• [LISTED RECORDS]:
************
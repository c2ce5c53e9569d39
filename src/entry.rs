//! Colored entries - the things that get drawn.
//!
//! An [`Entry`] lives in the [`EntryStore`](crate::store::EntryStore) and carries
//! a stable id. [`EntrySetup`] is the same data without the id: it is what the
//! bulk parsers produce and what setup files import/export.

use serde::Serialize;
use std::fmt;

/// Opaque entry identifier, unique within a session
#[derive(Debug, Clone, Copy, PartialEq, Eq, Hash, PartialOrd, Ord)]
pub struct EntryId(pub(crate) u64);

impl fmt::Display for EntryId {
    fn fmt(&self, f: &mut fmt::Formatter<'_>) -> fmt::Result {
        write!(f, "#{}", self.0)
    }
}

/// A configured color choice
#[derive(Debug, Clone, PartialEq, Eq)]
pub struct Entry {
    pub id: EntryId,
    /// Normalized `#rrggbb`, lowercase
    pub hex: String,
    pub label: String,
    /// Relative likelihood of being drawn
    pub weight: u32,
    /// Remaining draws, `None` means unlimited
    pub stock: Option<u32>,
}

impl Entry {
    pub(crate) fn from_setup(id: EntryId, setup: EntrySetup) -> Self {
        Self {
            id,
            hex: setup.hex,
            label: setup.label,
            weight: setup.weight,
            stock: setup.stock,
        }
    }

    /// Whether this entry may take part in the next draw
    pub fn is_eligible(&self, respect_stock: bool) -> bool {
        self.weight > 0 && (!respect_stock || self.stock.map_or(true, |s| s > 0))
    }

    /// Take one unit of stock. Floors at zero; unlimited stock is untouched.
    pub fn consume_one(&mut self) {
        if let Some(stock) = self.stock.as_mut() {
            *stock = stock.saturating_sub(1);
        }
    }

    /// Label shown on the drawn ball (falls back to the upper-case hex)
    pub fn display_label(&self) -> String {
        if self.label.trim().is_empty() {
            self.hex.to_uppercase()
        } else {
            self.label.clone()
        }
    }

    /// Id-less copy for export
    pub fn setup(&self) -> EntrySetup {
        EntrySetup {
            hex: self.hex.clone(),
            label: self.label.clone(),
            weight: self.weight,
            stock: self.stock,
        }
    }
}

/// Entry data without identity: setup file record and parser output
#[derive(Debug, Clone, PartialEq, Eq, Serialize)]
pub struct EntrySetup {
    pub hex: String,
    pub label: String,
    pub weight: u32,
    pub stock: Option<u32>,
}

impl EntrySetup {
    /// Build a setup the way the "add" form does: an empty label becomes the
    /// upper-case hex.
    pub fn new(hex: String, label: &str, weight: u32, stock: Option<u32>) -> Self {
        let label = match label.trim() {
            "" => hex.to_uppercase(),
            trimmed => trimmed.to_string(),
        };
        Self {
            hex,
            label,
            weight,
            stock,
        }
    }

    /// Build a setup from add-form fields. A blank hex is white, a blank
    /// weight is 1 and a blank stock is unlimited. `None` if the hex is invalid.
    pub fn from_form(hex: &str, label: &str, weight: &str, stock: &str) -> Option<Self> {
        let hex = match hex.trim() {
            "" => "#ffffff".to_string(),
            raw => normalize_hex(raw)?,
        };
        let weight = match weight.trim() {
            "" => 1,
            raw => parse_count(raw),
        };
        Some(Self::new(hex, label, weight, parse_stock(stock)))
    }
}

/// One field change on an existing entry
#[derive(Debug, Clone, PartialEq, Eq)]
pub enum EntryEdit {
    Hex(String),
    Label(String),
    Weight(u32),
    Stock(Option<u32>),
}

/// Normalize `#rgb`, `rgb`, `#rrggbb` or `rrggbb` to lowercase `#rrggbb`
pub fn normalize_hex(raw: &str) -> Option<String> {
    let digits = raw.trim();
    let digits = digits.strip_prefix('#').unwrap_or(digits);
    if !digits.chars().all(|c| c.is_ascii_hexdigit()) {
        return None;
    }

    let expanded = match digits.len() {
        3 => digits.chars().flat_map(|c| [c, c]).collect::<String>(),
        6 => digits.to_string(),
        _ => return None,
    };
    Some(format!("#{}", expanded.to_ascii_lowercase()))
}

/// Lenient non-negative integer: floors, clamps at zero, and treats anything
/// unparseable as zero.
pub fn parse_count(raw: &str) -> u32 {
    raw.trim().parse::<f64>().map_or(0, clamp_count)
}

/// Floor a number into the `u32` range; NaN and infinities become zero
pub fn clamp_count(v: f64) -> u32 {
    if !v.is_finite() {
        return 0;
    }
    let v = v.floor();
    if v <= 0.0 {
        0
    } else if v >= u32::MAX as f64 {
        u32::MAX
    } else {
        v as u32
    }
}

/// Stock field input: blank means unlimited
pub fn parse_stock(raw: &str) -> Option<u32> {
    if raw.trim().is_empty() {
        None
    } else {
        Some(parse_count(raw))
    }
}

/// Initial set shown on startup and restored by "reset to preset"
pub fn preset() -> Vec<EntrySetup> {
    [
        ("#e74c3c", "Red"),
        ("#3498db", "Blue"),
        ("#2ecc71", "Green"),
        ("#f1c40f", "Yellow"),
        ("#ffffff", "White"),
        ("#9b59b6", "Purple"),
    ]
    .into_iter()
    .map(|(hex, label)| EntrySetup {
        hex: hex.to_string(),
        label: label.to_string(),
        weight: 1,
        stock: None,
    })
    .collect()
}
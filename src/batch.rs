//! Result of the most recent batch draw.

use chrono::{DateTime, Utc};
use std::collections::HashMap;

use crate::entry::Entry;
use crate::history::DrawResult;

/// How many times one (label, color) came up in a batch
#[derive(Debug, Clone, PartialEq, Eq)]
pub struct CountGroup {
    pub label: String,
    pub hex: String,
    pub count: usize,
}

/// Picks of one batch draw, with per-color counts
#[derive(Debug, Clone, Default, PartialEq, Eq)]
pub struct Batch {
    time: Option<DateTime<Utc>>,
    items: Vec<DrawResult>,
    counts: Vec<CountGroup>,
}

impl Batch {
    /// Aggregate picks in draw order under one shared timestamp.
    ///
    /// Groups are keyed by label plus lowercase hex: the same color under two
    /// labels stays separate, while equal label and color merge even when they
    /// come from different entries. Groups keep first-occurrence order.
    pub fn from_picks(picks: &[Entry], time: DateTime<Utc>) -> Self {
        let items: Vec<DrawResult> = picks
            .iter()
            .map(|pick| DrawResult::from_entry(pick, time))
            .collect();

        let mut counts: Vec<CountGroup> = Vec::new();
        let mut index: HashMap<(String, String), usize> = HashMap::new();
        for pick in picks {
            let key = (pick.label.clone(), pick.hex.to_lowercase());
            let slot = *index.entry(key).or_insert_with(|| {
                counts.push(CountGroup {
                    label: pick.label.clone(),
                    hex: pick.hex.clone(),
                    count: 0,
                });
                counts.len() - 1
            });
            counts[slot].count += 1;
        }

        Self {
            time: Some(time),
            items,
            counts,
        }
    }

    pub fn time(&self) -> Option<DateTime<Utc>> {
        self.time
    }

    /// Picks in draw order
    pub fn items(&self) -> &[DrawResult] {
        &self.items
    }

    pub fn counts(&self) -> &[CountGroup] {
        &self.counts
    }

    pub fn total(&self) -> usize {
        self.items.len()
    }

    pub fn is_empty(&self) -> bool {
        self.items.is_empty()
    }

    pub fn clear(&mut self) {
        *self = Self::default();
    }
}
************
• [WHAT YOU SHOULD DO]: Of the lines above, output exactly those from the line bearing "Some(Self::new(hex, label, weight, parse_stock(stock)))" through the line bearing "filename src/batch.rs", inclusive.

• [ANSWER TO THIS PROBLEM]:
        Some(Self::new(hex, label, weight, parse_stock(stock)))
    }
}

/// One field change on an existing entry
#[derive(Debug, Clone, PartialEq, Eq)]
pub enum EntryEdit {
    Hex(String),
    Label(String),
    Weight(u32),
    Stock(Option<u32>),
}

/// Normalize `#rgb`, `rgb`, `#rrggbb` or `rrggbb` to lowercase `#rrggbb`
pub fn normalize_hex(raw: &str) -> Option<String> {
    let digits = raw.trim();
    let digits = digits.strip_prefix('#').unwrap_or(digits);
    if !digits.chars().all(|c| c.is_ascii_hexdigit()) {
        return None;
    }

    let expanded = match digits.len() {
        3 => digits.chars().flat_map(|c| [c, c]).collect::<String>(),
        6 => digits.to_string(),
        _ => return None,
    };
    Some(format!("#{}", expanded.to_ascii_lowercase()))
}

/// Lenient non-negative integer: floors, clamps at zero, and treats anything
/// unparseable as zero.
pub fn parse_count(raw: &str) -> u32 {
    raw.trim().parse::<f64>().map_or(0, clamp_count)
}

/// Floor a number into the `u32` range; NaN and infinities become zero
pub fn clamp_count(v: f64) -> u32 {
    if !v.is_finite() {
        return 0;
    }
    let v = v.floor();
    if v <= 0.0 {
        0
    } else if v >= u32::MAX as f64 {
        u32::MAX
    } else {
        v as u32
    }
}

/// Stock field input: blank means unlimited
pub fn parse_stock(raw: &str) -> Option<u32> {
    if raw.trim().is_empty() {
        None
    } else {
        Some(parse_count(raw))
    }
}

/// Initial set shown on startup and restored by "reset to preset"
pub fn preset() -> Vec<EntrySetup> {
    [
        ("#e74c3c", "Red"),
        ("#3498db", "Blue"),
        ("#2ecc71", "Green"),
        ("#f1c40f", "Yellow"),
        ("#ffffff", "White"),
        ("#9b59b6", "Purple"),
    ]
    .into_iter()
    .map(|(hex, label)| EntrySetup {
        hex: hex.to_string(),
        label: label.to_string(),
        weight: 1,
        stock: None,
    })
    .collect()
}
filename src/batch.rs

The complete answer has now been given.